Show all lines below holding the string "HallParams".

# # # # # # #

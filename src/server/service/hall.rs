use sea_orm::DatabaseConnection;

use crate::server::{
    data::hall::HallRepository,
    error::AppError,
    hypermedia::page::{Page, PageRequest},
    model::hall::{Hall, HallParams},
    service::conflict_on_unique,
};

pub struct HallService<'a> {
    db: &'a DatabaseConnection,
}

impl<'a> HallService<'a> {
    pub fn new(db: &'a DatabaseConnection) -> Self {
        Self { db }
    }

    /// Creates a hall unless one with the same name and address exists
    ///
    /// # Returns
    /// - `Ok(Hall)`: Created hall
    /// - `Err(AppError::Conflict)`: Identical hall already exists
    pub async fn create(&self, params: HallParams) -> Result<Hall, AppError> {
        let repo = HallRepository::new(self.db);

        let conflict = already_exists(&params);
        if repo.exists(&params.name, &params.address).await? {
            return Err(AppError::Conflict(conflict));
        }

        let hall = repo
            .create(params)
            .await
            .map_err(|e| conflict_on_unique(e, conflict))?;
        tracing::info!("Created hall {:?} ({})", hall.id, hall.name);

        Ok(hall)
    }

    pub async fn get_by_id(&self, id: i32) -> Result<Hall, AppError> {
        HallRepository::new(self.db)
            .find_by_id(id)
            .await?
            .ok_or_else(|| not_found(id))
    }

    pub async fn get_paginated(&self, request: &PageRequest) -> Result<Page<Hall>, AppError> {
        let (halls, total) = HallRepository::new(self.db).get_paginated(request).await?;

        let page = Page::new(halls, request.page, request.size, total)?;

        Ok(page.with_sort(request.sort.clone()))
    }

    pub async fn get_all(&self) -> Result<Vec<Hall>, AppError> {
        Ok(HallRepository::new(self.db).get_all().await?)
    }

    /// Updates a hall's name and address
    ///
    /// An update repeating the stored values returns the stored hall without writing.
    ///
    /// # Returns
    /// - `Ok(Hall)`: Updated or unchanged hall
    /// - `Err(AppError::NotFound)`: No hall with this ID
    /// - `Err(AppError::Conflict)`: Another hall already has these values
    pub async fn update(&self, id: i32, params: HallParams) -> Result<Hall, AppError> {
        let repo = HallRepository::new(self.db);
        let hall = repo.find_by_id(id).await?.ok_or_else(|| not_found(id))?;

        if hall.matches(&params) {
            tracing::debug!("Hall {} unchanged, skipping update", id);
            return Ok(hall);
        }

        let conflict = already_exists(&params);
        if repo.exists(&params.name, &params.address).await? {
            return Err(AppError::Conflict(conflict));
        }

        let updated = repo
            .update(id, params)
            .await
            .map_err(|e| conflict_on_unique(e, conflict))?;
        tracing::info!("Updated hall {}", id);

        Ok(updated)
    }

    /// Deletes a hall together with the training sessions held in it
    pub async fn delete(&self, id: i32) -> Result<(), AppError> {
        let rows = HallRepository::new(self.db).delete(id).await?;
        if rows == 0 {
            return Err(not_found(id));
        }

        tracing::info!("Deleted hall {}", id);

        Ok(())
    }
}

fn not_found(id: i32) -> AppError {
    AppError::NotFound(format!("Hall not found with id: {}", id))
}

fn already_exists(params: &HallParams) -> String {
    format!(
        "Hall already exists with name {} at {}, {} {}, {}",
        params.name,
        params.address.street,
        params.address.postal_code,
        params.address.city,
        params.address.country
    )
}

# # # # # # #

● THE COMPLETED TASK:
    model::hall::{Hall, HallParams},
    pub async fn create(&self, params: HallParams) -> Result<Hall, AppError> {
    pub async fn update(&self, id: i32, params: HallParams) -> Result<Hall, AppError> {
fn already_exists(params: &HallParams) -> String {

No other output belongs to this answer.